Your task is to copy every line of the entries that holds the word "never".

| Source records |
· · · · · · ·
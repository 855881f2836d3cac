// SPDX-FileCopyrightText: 2026 Hyperpolymath
// SPDX-License-Identifier: PMPL-1.0-or-later

//! Source URL validation and malicious-link screening.
//!
//! The screen runs against the raw string before parsing: a string
//! that the URL parser would choke on must still be pattern-checked.
//! Order of checks is fixed and the first failure wins.

use regex::Regex;
use serde::Serialize;
use std::sync::LazyLock;
use tracing::debug;
use url::Url;

static SUSPICIOUS_PATTERNS: LazyLock<Vec<Regex>> = LazyLock::new(|| {
    [
        r"^\d{1,3}\.\d{1,3}\.\d{1,3}\.\d{1,3}", // bare IP literal
        r"(?i)^data:",
        r"(?i)^javascript:",
        r"(?i)^file:",
        r"(?i)<script",
        r"(?i)on\w+=",
    ]
    .iter()
    .map(|p| Regex::new(p).unwrap())
    .collect()
});

/// Configuration for URL validation.
#[derive(Debug, Clone)]
pub struct UrlPolicy {
    /// Root domains accepted for source links (exact or dot-suffix match)
    pub allowed_domains: Vec<String>,
    /// Substrings that block a domain outright (shorteners, lookalikes)
    pub blocked_domains: Vec<String>,
}

impl Default for UrlPolicy {
    fn default() -> Self {
        Self {
            allowed_domains: vec![
                "threads.net".to_string(),
                "github.com".to_string(),
                "twitter.com".to_string(),
                "x.com".to_string(),
            ],
            blocked_domains: vec!["bit.ly".to_string(), "tinyurl.com".to_string()],
        }
    }
}

/// Outcome of validating a source URL. Derived per call, never stored.
#[derive(Debug, Clone, Serialize)]
pub struct UrlValidation {
    pub valid: bool,
    #[serde(skip_serializing_if = "Option::is_none")]
    pub domain: Option<String>,
    #[serde(skip_serializing_if = "Option::is_none")]
    pub username: Option<String>,
    #[serde(skip_serializing_if = "Option::is_none")]
    pub error: Option<String>,
}

impl UrlValidation {
    fn reject(error: impl Into<String>) -> Self {
        Self {
            valid: false,
            domain: None,
            username: None,
            error: Some(error.into()),
        }
    }
}

/// Source URL validator.
pub struct UrlValidator {
    policy: UrlPolicy,
}

impl UrlValidator {
    pub fn new(policy: UrlPolicy) -> Self {
        Self { policy }
    }

    /// Validate a source URL string.
    ///
    /// Check order: emptiness, raw-string suspicious patterns, parse,
    /// scheme, blocklist, allowlist, then username extraction.
    pub fn validate(&self, url_string: &str) -> UrlValidation {
        if url_string.trim().is_empty() {
            return UrlValidation::reject("URL is required");
        }

        for pattern in SUSPICIOUS_PATTERNS.iter() {
            if pattern.is_match(url_string) {
                debug!(url = %url_string, "Suspicious pattern in URL");
                return UrlValidation::reject("URL contains suspicious patterns");
            }
        }

        let url = match Url::parse(url_string) {
            Ok(u) => u,
            Err(_) => return UrlValidation::reject("Invalid URL format"),
        };

        if !matches!(url.scheme(), "http" | "https") {
            return UrlValidation::reject("Only HTTP/HTTPS protocols are allowed");
        }

        let domain = match url.host_str() {
            Some(host) => host.to_lowercase(),
            None => return UrlValidation::reject("Invalid URL format"),
        };

        for blocked in &self.policy.blocked_domains {
            if domain.contains(blocked.as_str()) {
                debug!(domain = %domain, blocked = %blocked, "Blocked domain");
                return UrlValidation::reject("Domain is blocked");
            }
        }

        let allowed = self.policy.allowed_domains.iter().any(|root| {
            domain == *root || domain.ends_with(&format!(".{root}"))
        });
        if !allowed {
            return UrlValidation::reject(format!(
                "Domain not allowed. Allowed domains: {}",
                self.policy.allowed_domains.join(", ")
            ));
        }

        let username = extract_username(&domain, url.path());

        UrlValidation {
            valid: true,
            domain: Some(domain),
            username,
            error: None,
        }
    }
}

impl Default for UrlValidator {
    fn default() -> Self {
        Self::new(UrlPolicy::default())
    }
}

/// Extract the platform username from an allowed URL's path.
///
/// GitHub/Twitter/X use the first path segment; Threads strips an
/// optional leading `@`. Allowed domains without a known platform
/// shape yield no username.
fn extract_username(domain: &str, path: &str) -> Option<String> {
    let first_segment = path.trim_start_matches('/').split('/').next()?;
    if first_segment.is_empty() {
        return None;
    }

    if domain == "github.com" || domain.ends_with(".github.com") {
        return Some(first_segment.to_string());
    }
    if domain == "threads.net" || domain.ends_with(".threads.net") {
        return Some(first_segment.trim_start_matches('@').to_string());
    }
    if domain == "twitter.com"
        || domain.ends_with(".twitter.com")
        || domain == "x.com"
        || domain.ends_with(".x.com")
    {
        return Some(first_segment.to_string());
    }

    None
}

/// Normalize a username for comparison: lowercase, strip a single
/// leading `@`, trim.
pub fn normalize_username(username: &str) -> String {
    username
        .trim()
        .trim_start_matches('@')
        .to_lowercase()
        .trim()
        .to_string()
}

/// Case-insensitive, `@`-prefix-insensitive match. Two empty or
/// whitespace-only usernames never match.
pub fn usernames_match(a: &str, b: &str) -> bool {
    let a = normalize_username(a);
    let b = normalize_username(b);
    !a.is_empty() && !b.is_empty() && a == b
}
· · · · · · ·
| Exercise response |
/// Outcome of validating a source URL. Derived per call, never stored.
/// whitespace-only usernames never match.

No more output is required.